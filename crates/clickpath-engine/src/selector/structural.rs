use crate::dom::{Document, NodeId};
use clickpath_parser::escape_css_ident;
use serde::{Deserialize, Serialize};

/// What to do once an element with an id is reached while walking up.
#[derive(Debug, Clone, Copy, PartialEq, Eq, Default, Serialize, Deserialize)]
#[serde(rename_all = "snake_case")]
pub enum IdAnchor {
    /// The id segment starts the path; ancestors are not visited.
    #[default]
    Stop,
    /// Keep prepending ancestor segments above the id.
    Continue,
}

/// Build a structural CSS path for `element`, anchoring at the nearest id.
pub fn build_structural_selector(doc: &Document, element: NodeId) -> String {
    build_structural_selector_with(doc, element, IdAnchor::Stop)
}

/// Build a structural CSS path for `element`.
///
/// Segments are `#id` (escaped as a CSS identifier), a bare tag when the tag is unique among the parent's
/// element children, or `tag:nth-child(k)` with `k` counted over all element
/// children. The result is lower-cased as a whole, ids included, so
/// mixed-case ids do not survive the trip. The document node yields `""`.
pub fn build_structural_selector_with(doc: &Document, element: NodeId, anchor: IdAnchor) -> String {
    let mut path: Vec<String> = Vec::new();

    // Clicks on text resolve to the element around it.
    let mut current = if doc.text(element).is_some() {
        match doc.parent(element) {
            Some(parent) => parent,
            None => return String::new(),
        }
    } else {
        element
    };

    while let Some(parent) = doc.parent(current) {
        if let Some(id) = doc.element_id(current) {
            path.push(format!("#{}", escape_css_ident(id)));
            if anchor == IdAnchor::Stop {
                break;
            }
        } else {
            path.push(segment(doc, current, parent));
        }
        current = parent;
    }

    path.reverse();
    path.join(" > ").to_lowercase()
}

fn segment(doc: &Document, node: NodeId, parent: NodeId) -> String {
    let tag = doc.tag_name(node).unwrap_or_default();
    let same_tag = doc
        .child_elements(parent)
        .filter(|sibling| {
            doc.tag_name(*sibling)
                .is_some_and(|t| t.eq_ignore_ascii_case(tag))
        })
        .count();

    if same_tag <= 1 {
        tag.to_string()
    } else {
        let position = doc
            .child_elements(parent)
            .position(|sibling| sibling == node)
            .unwrap_or(0);
        format!("{}:nth-child({})", tag, position + 1)
    }
}
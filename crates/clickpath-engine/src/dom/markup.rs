use super::{Document, DomError, NodeId};
use quick_xml::Reader;
use quick_xml::events::{BytesStart, Event};

/// HTML elements that never have content and are often left unclosed.
const VOID_ELEMENTS: &[&str] = &[
    "area", "base", "br", "col", "embed", "hr", "img", "input", "link", "meta", "source", "track",
    "wbr",
];

fn is_void(tag: &str) -> bool {
    VOID_ELEMENTS.iter().any(|v| v.eq_ignore_ascii_case(tag))
}

impl Document {
    /// Build a document from well-formed markup.
    ///
    /// Accepts XHTML-style input plus unclosed void elements. Text inside
    /// elements is kept as written, whitespace between tags included, so
    /// `text()` sees the same first text node a browser would. Comments,
    /// doctypes and processing instructions are ignored. An end tag closes
    /// everything up to the nearest open element of the same name; stray end
    /// tags are ignored.
    pub fn parse_markup(markup: &str) -> Result<Document, DomError> {
        let mut doc = Document::new();
        let mut stack: Vec<(NodeId, String)> = Vec::new();

        let mut reader = Reader::from_str(markup);
        reader.check_end_names(false);

        loop {
            let position = reader.buffer_position();
            let event = reader.read_event().map_err(|e| DomError::Markup {
                position,
                message: e.to_string(),
            })?;
            let parent = stack.last().map(|(id, _)| *id).unwrap_or(doc.root());

            match event {
                Event::Start(ref e) => {
                    let (tag, attrs) = read_start(e, position)?;
                    let id = doc.append_element(parent, &tag, attrs);
                    if !is_void(&tag) {
                        stack.push((id, tag));
                    }
                }
                Event::Empty(ref e) => {
                    let (tag, attrs) = read_start(e, position)?;
                    doc.append_element(parent, &tag, attrs);
                }
                Event::End(ref e) => {
                    let name = String::from_utf8_lossy(e.name().as_ref()).to_string();
                    if let Some(open) = stack
                        .iter()
                        .rposition(|(_, tag)| tag.eq_ignore_ascii_case(&name))
                    {
                        stack.truncate(open);
                    }
                }
                Event::Text(ref e) => {
                    let text = e.unescape().map_err(|e| DomError::Markup {
                        position,
                        message: e.to_string(),
                    })?;
                    if !text.is_empty() && parent != doc.root() {
                        doc.append_text(parent, &text);
                    }
                }
                Event::CData(ref e) => {
                    let text = String::from_utf8_lossy(&e.clone().into_inner()).to_string();
                    if parent != doc.root() {
                        doc.append_text(parent, &text);
                    }
                }
                Event::Eof => break,
                _ => {}
            }
        }

        if doc.document_element().is_none() {
            return Err(DomError::Empty);
        }
        Ok(doc)
    }
}

fn read_start(
    e: &BytesStart<'_>,
    position: usize,
) -> Result<(String, Vec<(String, String)>), DomError> {
    let tag = String::from_utf8_lossy(e.name().as_ref()).to_string();
    let mut attrs = Vec::new();
    for attr in e.html_attributes().with_checks(false) {
        let attr = attr.map_err(|err| DomError::Markup {
            position,
            message: err.to_string(),
        })?;
        let key = String::from_utf8_lossy(attr.key.as_ref()).to_string();
        let value = attr
            .unescape_value()
            .map(|v| v.to_string())
            .unwrap_or_else(|_| String::from_utf8_lossy(&attr.value).to_string());
        attrs.push((key, value));
    }
    Ok((tag, attrs))
}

Work required:
Your response must contain all of the records, copied exactly.

Solved problem:
filename crates/clickpath-engine/src/selector/structural.rs
use crate::dom::{Document, NodeId};
use clickpath_parser::escape_css_ident;
use serde::{Deserialize, Serialize};

/// What to do once an element with an id is reached while walking up.
#[derive(Debug, Clone, Copy, PartialEq, Eq, Default, Serialize, Deserialize)]
#[serde(rename_all = "snake_case")]
pub enum IdAnchor {
    /// The id segment starts the path; ancestors are not visited.
    #[default]
    Stop,
    /// Keep prepending ancestor segments above the id.
    Continue,
}

/// Build a structural CSS path for `element`, anchoring at the nearest id.
pub fn build_structural_selector(doc: &Document, element: NodeId) -> String {
    build_structural_selector_with(doc, element, IdAnchor::Stop)
}

/// Build a structural CSS path for `element`.
///
/// Segments are `#id` (escaped as a CSS identifier), a bare tag when the tag is unique among the parent's
/// element children, or `tag:nth-child(k)` with `k` counted over all element
/// children. The result is lower-cased as a whole, ids included, so
/// mixed-case ids do not survive the trip. The document node yields `""`.
pub fn build_structural_selector_with(doc: &Document, element: NodeId, anchor: IdAnchor) -> String {
    let mut path: Vec<String> = Vec::new();

    // Clicks on text resolve to the element around it.
    let mut current = if doc.text(element).is_some() {
        match doc.parent(element) {
            Some(parent) => parent,
            None => return String::new(),
        }
    } else {
        element
    };

    while let Some(parent) = doc.parent(current) {
        if let Some(id) = doc.element_id(current) {
            path.push(format!("#{}", escape_css_ident(id)));
            if anchor == IdAnchor::Stop {
                break;
            }
        } else {
            path.push(segment(doc, current, parent));
        }
        current = parent;
    }

    path.reverse();
    path.join(" > ").to_lowercase()
}

fn segment(doc: &Document, node: NodeId, parent: NodeId) -> String {
    let tag = doc.tag_name(node).unwrap_or_default();
    let same_tag = doc
        .child_elements(parent)
        .filter(|sibling| {
            doc.tag_name(*sibling)
                .is_some_and(|t| t.eq_ignore_ascii_case(tag))
        })
        .count();

    if same_tag <= 1 {
        tag.to_string()
    } else {
        let position = doc
            .child_elements(parent)
            .position(|sibling| sibling == node)
            .unwrap_or(0);
        format!("{}:nth-child({})", tag, position + 1)
    }
}
filename crates/clickpath-engine/src/dom/markup.rs
use super::{Document, DomError, NodeId};
use quick_xml::Reader;
use quick_xml::events::{BytesStart, Event};

/// HTML elements that never have content and are often left unclosed.
const VOID_ELEMENTS: &[&str] = &[
    "area", "base", "br", "col", "embed", "hr", "img", "input", "link", "meta", "source", "track",
    "wbr",
];

fn is_void(tag: &str) -> bool {
    VOID_ELEMENTS.iter().any(|v| v.eq_ignore_ascii_case(tag))
}

impl Document {
    /// Build a document from well-formed markup.
    ///
    /// Accepts XHTML-style input plus unclosed void elements. Text inside
    /// elements is kept as written, whitespace between tags included, so
    /// `text()` sees the same first text node a browser would. Comments,
    /// doctypes and processing instructions are ignored. An end tag closes
    /// everything up to the nearest open element of the same name; stray end
    /// tags are ignored.
    pub fn parse_markup(markup: &str) -> Result<Document, DomError> {
        let mut doc = Document::new();
        let mut stack: Vec<(NodeId, String)> = Vec::new();

        let mut reader = Reader::from_str(markup);
        reader.check_end_names(false);

        loop {
            let position = reader.buffer_position();
            let event = reader.read_event().map_err(|e| DomError::Markup {
                position,
                message: e.to_string(),
            })?;
            let parent = stack.last().map(|(id, _)| *id).unwrap_or(doc.root());

            match event {
                Event::Start(ref e) => {
                    let (tag, attrs) = read_start(e, position)?;
                    let id = doc.append_element(parent, &tag, attrs);
                    if !is_void(&tag) {
                        stack.push((id, tag));
                    }
                }
                Event::Empty(ref e) => {
                    let (tag, attrs) = read_start(e, position)?;
                    doc.append_element(parent, &tag, attrs);
                }
                Event::End(ref e) => {
                    let name = String::from_utf8_lossy(e.name().as_ref()).to_string();
                    if let Some(open) = stack
                        .iter()
                        .rposition(|(_, tag)| tag.eq_ignore_ascii_case(&name))
                    {
                        stack.truncate(open);
                    }
                }
                Event::Text(ref e) => {
                    let text = e.unescape().map_err(|e| DomError::Markup {
                        position,
                        message: e.to_string(),
                    })?;
                    if !text.is_empty() && parent != doc.root() {
                        doc.append_text(parent, &text);
                    }
                }
                Event::CData(ref e) => {
                    let text = String::from_utf8_lossy(&e.clone().into_inner()).to_string();
                    if parent != doc.root() {
                        doc.append_text(parent, &text);
                    }
                }
                Event::Eof => break,
                _ => {}
            }
        }

        if doc.document_element().is_none() {
            return Err(DomError::Empty);
        }
        Ok(doc)
    }
}

fn read_start(
    e: &BytesStart<'_>,
    position: usize,
) -> Result<(String, Vec<(String, String)>), DomError> {
    let tag = String::from_utf8_lossy(e.name().as_ref()).to_string();
    let mut attrs = Vec::new();
    for attr in e.html_attributes().with_checks(false) {
        let attr = attr.map_err(|err| DomError::Markup {
            position,
            message: err.to_string(),
        })?;
        let key = String::from_utf8_lossy(attr.key.as_ref()).to_string();
        let value = attr
            .unescape_value()
            .map(|v| v.to_string())
            .unwrap_or_else(|_| String::from_utf8_lossy(&attr.value).to_string());
        attrs.push((key, value));
    }
    Ok((tag, attrs))
}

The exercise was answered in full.